//! Pushing new document revisions into the shard set.

use std::collections::{BTreeMap, HashMap};
use std::sync::Arc;

use rand::Rng;
use serde::{Deserialize, Serialize};
use tracing::{debug, info, warn};

use litsearch_core::error::{Error, Result};
use litsearch_core::traits::Shard;
use litsearch_core::types::Document;

use crate::coordinator::Coordinator;

/// What one ingestion batch did.
#[derive(Debug, Clone, Default, PartialEq, Eq, Serialize, Deserialize)]
pub struct IngestReport {
    /// Stale copies removed across all shards.
    pub deleted_older: u64,
    /// Ids skipped because a shard already holds that revision or newer.
    pub already_current: Vec<u64>,
    pub inserted: BTreeMap<u64, String>,
    pub failed: Vec<(u64, String)>,
}

impl IngestReport {
    pub fn is_clean(&self) -> bool {
        self.failed.is_empty()
    }
}

/// Keeps the newest revision of each id, in first-seen order.
fn newest_per_id(documents: Vec<Document>) -> Vec<Document> {
    let mut position: HashMap<u64, usize> = HashMap::new();
    let mut kept: Vec<Document> = Vec::with_capacity(documents.len());
    for doc in documents {
        match position.get(&doc.id) {
            Some(&i) if kept[i].revision >= doc.revision => {}
            Some(&i) => kept[i] = doc,
            None => {
                position.insert(doc.id, kept.len());
                kept.push(doc);
            }
        }
    }
    kept
}

/// Applies a batch to `shards`: stale copies go, documents some shard
/// already holds at the same or a newer revision are skipped, and the rest
/// are placed round-robin starting at shard `offset`. A failed insert moves
/// on to the next shard, up to `max_tries` shards per document. Documents
/// placed on a shard whose commit fails are reported as failed.
pub fn ingest(shards: &[Arc<dyn Shard>], documents: Vec<Document>, offset: usize, max_tries: usize) -> Result<IngestReport> {
    if shards.is_empty() {
        return Err(Error::InvalidConfig("no shards to ingest into".into()));
    }
    let mut report = IngestReport::default();
    let mut cursor = offset % shards.len();

    for doc in newest_per_id(documents) {
        for shard in shards {
            match shard.delete_older_than(doc.id, doc.revision) {
                Ok(n) => report.deleted_older += n,
                Err(e) => warn!(shard = shard.name(), id = doc.id, error = %e, "couldn't remove stale copies"),
            }
        }

        let current = shards.iter().any(|shard| match shard.has_at_least_as_new_as(doc.id, doc.revision) {
            Ok(found) => found,
            Err(e) => {
                warn!(shard = shard.name(), id = doc.id, error = %e, "revision check failed");
                false
            }
        });
        if current {
            debug!(id = doc.id, revision = doc.revision, "already current, skipping");
            report.already_current.push(doc.id);
            continue;
        }

        let mut last_error = String::new();
        let mut placed = false;
        for attempt in 0..max_tries.max(1) {
            let target = (cursor + attempt) % shards.len();
            let shard = &shards[target];
            match shard.insert(&doc) {
                Ok(()) => {
                    report.inserted.insert(doc.id, shard.name().to_string());
                    cursor = (target + 1) % shards.len();
                    placed = true;
                    break;
                }
                Err(e) => {
                    warn!(shard = shard.name(), id = doc.id, attempt, error = %e, "insert failed");
                    last_error = e.to_string();
                }
            }
        }
        if !placed {
            report.failed.push((doc.id, last_error));
            cursor = (cursor + 1) % shards.len();
        }
    }

    for shard in shards {
        if let Err(e) = shard.commit() {
            warn!(shard = shard.name(), error = %e, "commit failed");
            let lost: Vec<u64> =
                report.inserted.iter().filter(|(_, name)| name.as_str() == shard.name()).map(|(id, _)| *id).collect();
            for id in lost {
                report.inserted.remove(&id);
                report.failed.push((id, format!("commit on {} failed: {e}", shard.name())));
            }
        }
    }
    Ok(report)
}

impl Coordinator {
    /// Ingests a batch of documents and drops every cached result.
    ///
    /// Batches run one at a time, so an id is never placed twice by two
    /// overlapping calls. Caches are dropped even when the batch fails.
    pub async fn update(&self, documents: Vec<Document>) -> Result<IngestReport> {
        let _serial = self.ingest_lock.lock().await;
        let shards = self.shards.clone();
        let max_tries = self.settings.ingest_max_tries;
        let offset = rand::thread_rng().gen_range(0..shards.len());
        let batch = documents.len();
        let outcome = tokio::task::spawn_blocking(move || ingest(&shards, documents, offset, max_tries))
            .await
            .map_err(|e| Error::operation(format!("ingestion task failed: {e}")));
        self.caches.clear();
        let report = outcome??;
        info!(
            batch,
            inserted = report.inserted.len(),
            already_current = report.already_current.len(),
            deleted_older = report.deleted_older,
            failed = report.failed.len(),
            "ingestion batch applied"
        );
        Ok(report)
    }
}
────────
◆ **Exercise prompt**
Count the lines in the records above that contain the word "newer", and reply with that number alone.

◆ **Expected output**
2